Datasets - what's the diff?
November 12, 2004
The question often arises as to why we are so particular about specifying datasets, skeptical of some while more tolerant of others - perhaps this will help. Plotted on the graph linked via the adjacent thumbnail are four temperature anomaly tracks: GISTEMP near-surface; MSU lower-troposphere (a.k.a. "satellite") - both as noted and linked above; Radiosonde "balloon" 850-300 mb (approx 1,000-10,000mtrs) from J. K. Angell, NOAA Air Resources Laboratory, September 2004 and; NCDC Sea Surface Temps. NOTE THAT THESE TRACKS HAVE BEEN 'COMMUNIZED' (ADJUSTED TO ZERO AS A BASELINE 1979).
Supplemental Nov. 15: Click here for an alternate representation showing trend lines - note well that the trend lines are also zero-anchored.
Because you asked (repeatedly): 'Communized' I wrote and 'communized' I meant - as in: "To subject to public ownership or control." Why? Because each dataset has been subjected to central planning and arbitrarily adjusted to meet a zero commencement value beginning 1979. Without mentioning any names (to protect mono-browed conspiracy theorists), no, so-adjusting entire series does not alter the trend demonstrated in any given series - click here for a chart of the original and adjusted GISTEMP annual means with [gasp!] parallel trend lines.

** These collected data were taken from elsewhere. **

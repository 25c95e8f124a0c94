//! Report snapshots and their derived predicates

use chrono::{DateTime, Utc};
use serde::{Deserialize, Serialize};
use std::collections::BTreeMap;

/// Room flavor carried by a report; absent for direct conversations
#[derive(Debug, Clone, Copy, PartialEq, Eq, Serialize, Deserialize)]
#[serde(rename_all = "snake_case")]
pub enum RoomKind {
    /// Room created by a workspace member
    UserCreatedRoom,
    /// System-created room tied to a workspace (#admins, #announce)
    DefaultRoom,
    /// Workspace expense conversation
    PolicyExpenseChat,
}

/// Snapshot of a single report record
///
/// Owned by the external report store; the pipeline only reads the latest
/// value at call time.
#[derive(Debug, Clone, Default, Serialize, Deserialize)]
pub struct Report {
    /// Missing identifiers mark malformed records; they never become options
    pub report_id: Option<String>,

    /// Ordered participant logins, excluding the current user
    #[serde(default)]
    pub participants: Vec<String>,

    #[serde(default)]
    pub report_name: String,

    pub room_kind: Option<RoomKind>,

    /// Owning workspace, when the report belongs to one
    pub policy_id: Option<String>,

    /// Preview text of the most recent message, empty when none
    #[serde(default)]
    pub last_message_text: String,

    /// Display name of the actor behind the most recent message
    pub last_actor_name: Option<String>,

    /// Timestamp of the most recent message; `None` means no messages yet
    pub last_message_at: Option<DateTime<Utc>>,

    /// When the current user last opened this report
    pub last_visited_at: Option<DateTime<Utc>>,

    #[serde(default)]
    pub is_pinned: bool,

    #[serde(default)]
    pub is_unread: bool,

    /// The current user has an unsent draft comment in this report
    #[serde(default)]
    pub has_draft: bool,

    #[serde(default)]
    pub is_archived: bool,

    /// Set while a just-created workspace room has not received messages yet
    #[serde(default)]
    pub is_freshly_created: bool,

    #[serde(default)]
    pub has_outstanding_iou: bool,

    /// Outstanding IOU aggregate, referenced but not owned
    pub iou_report_id: Option<String>,

    /// Report-level errors keyed by origin
    #[serde(default)]
    pub errors: BTreeMap<String, String>,

    /// Per-field errors keyed by field name
    #[serde(default)]
    pub error_fields: BTreeMap<String, BTreeMap<String, String>>,
}

impl Report {
    /// User-created and default rooms; excludes expense chats
    pub fn is_chat_room(&self) -> bool {
        matches!(
            self.room_kind,
            Some(RoomKind::UserCreatedRoom | RoomKind::DefaultRoom)
        )
    }

    pub fn is_default_room(&self) -> bool {
        matches!(self.room_kind, Some(RoomKind::DefaultRoom))
    }

    pub fn is_user_created_policy_room(&self) -> bool {
        matches!(self.room_kind, Some(RoomKind::UserCreatedRoom))
    }

    pub fn is_policy_expense_chat(&self) -> bool {
        matches!(self.room_kind, Some(RoomKind::PolicyExpenseChat))
    }

    /// Chat rooms and policy expense chats share most display rules
    pub fn is_room_like(&self) -> bool {
        self.room_kind.is_some()
    }

    pub fn is_archived_room(&self) -> bool {
        self.is_room_like() && self.is_archived
    }

    pub fn has_messages(&self) -> bool {
        self.last_message_at.is_some()
    }
}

For individual (unadjusted) tracks and trends, beginning with the well-mixed atmosphere where enhanced greenhouse should theoretically manifest itself, click here: Radiosonde Balloon; Microwave Sounding Unit; Sea Surface Temp.; GISTEMP Near-Surface. -- Ed. Nov. 15
While all these techniques of 'taking the Earth's temperature' are in rough synch the anomalies are common only during El Niño-driven temperature peaks (most obvious in 1998). Most reactive (and least far from its 1958-1977 average baseline) is the radiosonde track, our physical measure of the well-mixed atmosphere at +0.11 °C - not global but dispersed and less subject to local corrupting influences than are near-surface measures. In ascending order of anomaly we have the MSU track, with near-global coverage it indicates approximately +0.01 °C/year increment (+0.248 °C from 20 year average over 25 years) and is least subject local disturbances. Then we have the sea surface measures at +0.3 °C - useful for short-term meteorology but quite subject to varied wind influences (rapid diurnal warming at surface when becalmed, evaporative cooling... and all at very shallow depths (millimeters) - current satellite-mounted infrared sensors do give coarse information suitable for weather forecasting but are little better than the old 'bucket over the side and dunk the thermometer' data gathering of 50 years ago. At the top of the anomaly range and galloping away from the field we have the near-surface amalgam indicating +0.506 °C (from 1951-1980 mean). That these sets measure anomalies from different baselines is irrelevant since we are only interested in the cumulative variance since 1979.
So, four datasets, four different answers, although all in the positive range. Our two measures of the well-mixed atmosphere indicate some warming, which could lead to as much as +1 °C temperature increment over a century if the trend were to continue (not very worrying). While a little rudimentary and not well suited to measuring subtle climatic trends the sea surface temps roughly concur with the MSU set. And then we have our anomalous near-surface set, beset by problems of increasing urbanization of data collection, urban heat island effect and a growing disparity with data collected with the other measuring techniques indicating an increasing rate of warming.
Is the world heating unnaturally? Depends on which data you look at and what weight you give it, doesn't it? We highlight the MSU data because we believe it the most reliable.